I'm writing an ETL process in redshift and I would really like for it to be more parallelizable. The process creates a bunch of temporary tables, and then merges them together into the main table, inside a transaction that looks like this:
CREATE TEMPORARY TABLE temporary_table
(LIKE production_table);
BEGIN TRANSACTION;
LOCK TABLE production_table;
/* Dedupe and then insert */
DELETE FROM temporary_table
USING production_table
WHERE temporary_table.id = production_table.id
AND temporary_table.date <= production_table.date;
INSERT INTO production_table
SELECT * FROM temporary_table;
END TRANSACTION;
I expect the LOCK TABLE production_table; query to block until any other transactions finish, but whenever I try to run this in practice, I get:
ERROR: deadlock detected
DETAIL: Process 4868 waits for AccessExclusiveLock on relation 165643 of database 154587; blocked by process 4863.
Process 4863 waits for AccessExclusiveLock on relation 165643 of database 154587; blocked by process 4868.

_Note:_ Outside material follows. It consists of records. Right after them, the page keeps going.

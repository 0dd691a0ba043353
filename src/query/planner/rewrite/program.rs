//! 重写程序
//!
//! 程序是一串有序指令：选择规则、设置遍历顺序与匹配上限、把若干规则组成一组同时应用，
//! 以及嵌套的子程序（反复执行直到不再产生变换）。

use std::fmt;

use regex::Regex;
use serde::{Deserialize, Serialize};

use crate::core::error::{PlanningError, PlanningResult};
use crate::query::optimizer::rule_traits::RuleRef;

/// 顶点的遍历顺序
#[derive(Debug, Clone, Copy, PartialEq, Eq, Default, Serialize, Deserialize)]
pub enum MatchOrder {
    /// 深度优先先序；变换后在新顶点处继续
    #[default]
    Arbitrary,
    /// 深度优先先序；变换后先处理新顶点的整棵子树
    DepthFirst,
    /// 父节点先于子节点
    TopDown,
    /// 子节点先于父节点
    BottomUp,
}

impl fmt::Display for MatchOrder {
    fn fmt(&self, f: &mut fmt::Formatter<'_>) -> fmt::Result {
        let name = match self {
            MatchOrder::Arbitrary => "ARBITRARY",
            MatchOrder::DepthFirst => "DEPTH_FIRST",
            MatchOrder::TopDown => "TOP_DOWN",
            MatchOrder::BottomUp => "BOTTOM_UP",
        };
        write!(f, "{}", name)
    }
}

/// 程序指令
#[derive(Clone)]
pub enum Instruction {
    RuleInstance(RuleRef),
    RuleCollection(Vec<RuleRef>),
    /// 按名称在重写器的规则注册表中查找
    RuleByName(String),
    /// 注册表中名称匹配正则表达式的所有规则
    RulesMatching(Regex),
    MatchOrder(MatchOrder),
    MatchLimit(usize),
    BeginGroup,
    EndGroup,
    Subprogram(Program),
}

impl fmt::Debug for Instruction {
    fn fmt(&self, f: &mut fmt::Formatter<'_>) -> fmt::Result {
        match self {
            Instruction::RuleInstance(rule) => write!(f, "RuleInstance({})", rule.name()),
            Instruction::RuleCollection(rules) => {
                let names: Vec<&str> = rules.iter().map(|r| r.name()).collect();
                write!(f, "RuleCollection({:?})", names)
            }
            Instruction::RuleByName(name) => write!(f, "RuleByName({})", name),
            Instruction::RulesMatching(regex) => write!(f, "RulesMatching({})", regex.as_str()),
            Instruction::MatchOrder(order) => write!(f, "MatchOrder({})", order),
            Instruction::MatchLimit(limit) => write!(f, "MatchLimit({})", limit),
            Instruction::BeginGroup => write!(f, "BeginGroup"),
            Instruction::EndGroup => write!(f, "EndGroup"),
            Instruction::Subprogram(program) => write!(f, "Subprogram({:?})", program.instructions),
        }
    }
}

/// 重写程序
#[derive(Debug, Clone, Default)]
pub struct Program {
    instructions: Vec<Instruction>,
}

impl Program {
    pub fn builder() -> ProgramBuilder {
        ProgramBuilder::new()
    }

    /// 只包含一组规则的程序
    pub fn of_rules(rules: Vec<RuleRef>) -> Self {
        Self {
            instructions: vec![Instruction::RuleCollection(rules)],
        }
    }

    pub fn instructions(&self) -> &[Instruction] {
        &self.instructions
    }

    pub fn is_empty(&self) -> bool {
        self.instructions.is_empty()
    }
}

#[derive(Debug, Default)]
pub struct ProgramBuilder {
    instructions: Vec<Instruction>,
    group_depth: usize,
    error: Option<String>,
}

impl ProgramBuilder {
    pub fn new() -> Self {
        Self::default()
    }

    pub fn add_rule_instance(mut self, rule: RuleRef) -> Self {
        self.instructions.push(Instruction::RuleInstance(rule));
        self
    }

    pub fn add_rule_collection(mut self, rules: Vec<RuleRef>) -> Self {
        self.instructions.push(Instruction::RuleCollection(rules));
        self
    }

    pub fn add_rule_by_name(mut self, name: impl Into<String>) -> Self {
        self.instructions.push(Instruction::RuleByName(name.into()));
        self
    }

    /// 正则表达式非法时在 `build` 中报告
    pub fn add_rules_matching(mut self, pattern: &str) -> Self {
        match Regex::new(pattern) {
            Ok(regex) => self.instructions.push(Instruction::RulesMatching(regex)),
            Err(e) => {
                self.error.get_or_insert_with(|| format!("规则名称模式 {} 无效: {}", pattern, e));
            }
        }
        self
    }

    pub fn add_match_order(mut self, order: MatchOrder) -> Self {
        self.instructions.push(Instruction::MatchOrder(order));
        self
    }

    pub fn add_match_limit(mut self, limit: usize) -> Self {
        self.instructions.push(Instruction::MatchLimit(limit));
        self
    }

    pub fn add_group_begin(mut self) -> Self {
        if self.group_depth > 0 {
            self.error.get_or_insert_with(|| "规则分组不能嵌套".to_string());
        }
        self.group_depth += 1;
        self.instructions.push(Instruction::BeginGroup);
        self
    }

    pub fn add_group_end(mut self) -> Self {
        if self.group_depth == 0 {
            self.error.get_or_insert_with(|| "规则分组结束前没有开始".to_string());
        } else {
            self.group_depth -= 1;
        }
        self.instructions.push(Instruction::EndGroup);
        self
    }

    pub fn add_subprogram(mut self, program: Program) -> Self {
        if self.group_depth > 0 {
            self.error.get_or_insert_with(|| "规则分组中不能包含子程序".to_string());
        }
        self.instructions.push(Instruction::Subprogram(program));
        self
    }

    pub fn build(self) -> PlanningResult<Program> {
        if let Some(message) = self.error {
            return Err(PlanningError::Config(message));
        }
        if self.group_depth != 0 {
            return Err(PlanningError::Config("规则分组没有结束".to_string()));
        }
        Ok(Program {
            instructions: self.instructions,
        })
    }
}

This happens between the two delete/insert statements. Why does the lock table step not prevent deadlocks? How can I structure my writes so that they block until the other transaction is finished?
I have figured this out.
There is an implicit lock on production_table whenever you do
CREATE TEMPORARY TABLE temporary_table
(LIKE production_table)
for the lifetime of the temporary table. I used the actual schema of the production table in the create temporary table query, and the deadlocks went away.